Part of growing up is gaining the confidence in charting my own path: in my career, and in my own life. You decide how much to give to the profession, how to build a business, how to balance the public service ethos, and what kind of legacy you leave behind. How would you want your family, children, friends and patients to see you, and to remember you?

It can feel lonely in private practice sometimes, especially since I am in a solo practice and everyone has their own schedules. The SMA has long been my second family. I used to be more involved in teaching while working in the restructured hospital, but alas I am not smart enough to continue on as any kind of adjunct/assistant/associate professor after leaving. I am pleased that I was recently invited to be part of NUS Medicine's EnRICH mentorship programme; meeting young minds keeps me young!

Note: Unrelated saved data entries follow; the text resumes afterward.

//! 模块注册表
//!
//! 模块元数据的持久化存储，宿主重启后依然存在。默认实现把整张 `modules`
//! 表以 JSON 快照的形式写入数据目录，每次修改后先写临时文件再原子替换。

use std::collections::BTreeMap;
use std::path::{Path, PathBuf};

use async_trait::async_trait;
use chrono::{DateTime, Duration, Utc};
use serde::{Deserialize, Serialize};
use tokio::sync::RwLock;

use crate::module::metadata::{ModuleRecord, Origin, RecordFilter};
use crate::utils::{CoreError, Result};

/// 注册表接口
///
/// 所有存储失败都以 `CoreError::Registry` 返回，调用方不得吞掉。
#[async_trait]
pub trait ModuleRegistry: Send + Sync {
    /// 创建或更新记录
    ///
    /// 记录已存在时覆盖制品位置、置为激活并推进 `updated_at`。
    /// 系统来源不会被降级为用户来源。
    async fn upsert(&self, name: &str, source_location: &str, origin: Origin)
        -> Result<ModuleRecord>;

    /// 获取记录
    async fn get(&self, name: &str) -> Result<Option<ModuleRecord>>;

    /// 删除用户模块记录
    ///
    /// 记录不存在或为系统模块时返回 `false`，不做任何修改。
    async fn delete(&self, name: &str) -> Result<bool>;

    /// 按条件列出记录（按名称排序）
    async fn list(&self, filter: RecordFilter) -> Result<Vec<ModuleRecord>>;
}

/// 磁盘快照格式
#[derive(Debug, Default, Serialize, Deserialize)]
struct Snapshot {
    #[serde(default)]
    modules: Vec<ModuleRecord>,
}

/// 基于 JSON 文件的注册表
///
/// `path` 为空时只保存在内存中（测试使用）。
#[derive(Debug)]
pub struct FileModuleRegistry {
    records: RwLock<BTreeMap<String, ModuleRecord>>,
    path: Option<PathBuf>,
}

impl FileModuleRegistry {
    /// 打开注册表文件，文件不存在时从空表开始
    ///
    /// # Errors
    ///
    /// 文件存在但无法读取或解析时返回 `Registry`
    pub async fn open(path: impl Into<PathBuf>) -> Result<Self> {
        let path = path.into();
        let records = match tokio::fs::read_to_string(&path).await {
            Ok(content) => {
                let snapshot: Snapshot = serde_json::from_str(&content).map_err(|e| {
                    CoreError::Registry(format!("解析注册表 {} 失败: {}", path.display(), e))
                })?;
                snapshot
                    .modules
                    .into_iter()
                    .map(|r| (r.name.clone(), r))
                    .collect()
            }
            Err(e) if e.kind() == std::io::ErrorKind::NotFound => BTreeMap::new(),
            Err(e) => {
                return Err(CoreError::Registry(format!(
                    "读取注册表 {} 失败: {}",
                    path.display(),
                    e
                )))
            }
        };

        tracing::debug!(path = %path.display(), count = records.len(), "注册表已打开");
        Ok(Self {
            records: RwLock::new(records),
            path: Some(path),
        })
    }

    /// 创建纯内存注册表
    pub fn in_memory() -> Self {
        Self {
            records: RwLock::new(BTreeMap::new()),
            path: None,
        }
    }

    /// 注册表文件路径
    pub fn path(&self) -> Option<&Path> {
        self.path.as_deref()
    }

    async fn persist(&self, records: &BTreeMap<String, ModuleRecord>) -> Result<()> {
        let Some(ref path) = self.path else {
            return Ok(());
        };
        let snapshot = Snapshot {
            modules: records.values().cloned().collect(),
        };
        write_json_atomic(path, &snapshot)
            .await
            .map_err(|e| CoreError::Registry(format!("写入注册表 {} 失败: {}", path.display(), e)))
    }
}

/// 先写临时文件再原子替换，读者只会看到完整的旧快照或新快照
pub(crate) async fn write_json_atomic<T: Serialize>(
    path: &Path,
    value: &T,
) -> std::io::Result<()> {
    let content = serde_json::to_vec_pretty(value)?;

    if let Some(parent) = path.parent() {
        tokio::fs::create_dir_all(parent).await?;
    }
    let tmp = path.with_extension("json.tmp");
    tokio::fs::write(&tmp, content).await?;
    tokio::fs::rename(&tmp, path).await
}

/// 时间戳单调推进，避免同一时钟刻度内的两次更新无法区分
fn next_timestamp(previous: DateTime<Utc>) -> DateTime<Utc> {
    let now = Utc::now();
    if now > previous {
        now
    } else {
        previous + Duration::microseconds(1)
    }
}

#[async_trait]
impl ModuleRegistry for FileModuleRegistry {
    async fn upsert(
        &self,
        name: &str,
        source_location: &str,
        origin: Origin,
    ) -> Result<ModuleRecord> {
        let mut records = self.records.write().await;
        let previous = records.get(name).cloned();

        let record = match previous {
            Some(ref existing) => ModuleRecord {
                source_location: source_location.to_string(),
                origin: if origin.is_system() {
                    Origin::System
                } else {
                    existing.origin
                },
                is_active: true,
                updated_at: next_timestamp(existing.updated_at),
                ..existing.clone()
            },
            None => {
                let now = Utc::now();
                ModuleRecord {
                    name: name.to_string(),
                    source_location: source_location.to_string(),
                    origin,
                    is_active: true,
                    created_at: now,
                    updated_at: now,
                }
            }
        };
        records.insert(name.to_string(), record.clone());

        if let Err(e) = self.persist(&records).await {
            // 回滚内存状态，保持与磁盘一致
            match previous {
                Some(existing) => records.insert(name.to_string(), existing),
                None => records.remove(name),
            };
            return Err(e);
        }

        tracing::debug!(module = %name, origin = %record.origin, "注册表记录已更新");
        Ok(record)
    }

    async fn get(&self, name: &str) -> Result<Option<ModuleRecord>> {
        Ok(self.records.read().await.get(name).cloned())
    }

    async fn delete(&self, name: &str) -> Result<bool> {
        let mut records = self.records.write().await;
        let Some(existing) = records.get(name) else {
            return Ok(false);
        };
        if existing.origin.is_system() {
            tracing::debug!(module = %name, "系统模块记录不可删除");
            return Ok(false);
        }

        let removed = records.remove(name);
        if let Err(e) = self.persist(&records).await {
            if let Some(record) = removed {
                records.insert(name.to_string(), record);
            }
            return Err(e);
        }

        tracing::debug!(module = %name, "注册表记录已删除");
        Ok(true)
    }

    async fn list(&self, filter: RecordFilter) -> Result<Vec<ModuleRecord>> {
        Ok(self
            .records
            .read()
            .await
            .values()
            .filter(|r| filter.matches(r))
            .cloned()
            .collect())
    }
}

Nurture and engage the young

I have one more year as SMA President, and will also be reaching the end of my Nominated Member of Parliament (NMP) term. It will soon be time to "retire" from the public eye, to be there for my kids (like it or not, I am being sucked into the whirlwind of preparation for the all-important PSLE!) and to stop being a blur parent who does not even know who the class teachers are.

These past two years, being in some kind of limelight as the SMA President, and as an NMP, has given me the opportunity to explore certain styles of leadership and representation, to do the best I can. The SMA does our part to rally and provide support during the worst of COVID-19, to be a voice for doctors – with the public, the Ministry of Health, the Government, and insurers. As a volunteer organisation, there are some limitations in the way we work and the ways we engage you, but we have always cared. We have had a dedicated annual DIT SMA News issue since 2012, and I am happy to see new and young doctors enter and serve in the DIT committee. There is strength in numbers; come be part of the SMA, to better learn how to advocate effectively!

For those of you younger ones reading – trust that your seniors care for you, and that the SMA cares for you; we want to help you be the best you can be – you are the future of our profession.


Tan Yia Swam is a mother to three kids, wife to a surgeon; a daughter and a daughter-in-law. She trained as a general surgeon, and entered private practice in mid-2019, focusing on breast surgery. She treasures her friends and wishes to have more time for her diverse interests: cooking, eating, music, drawing, writing, photography and comedy.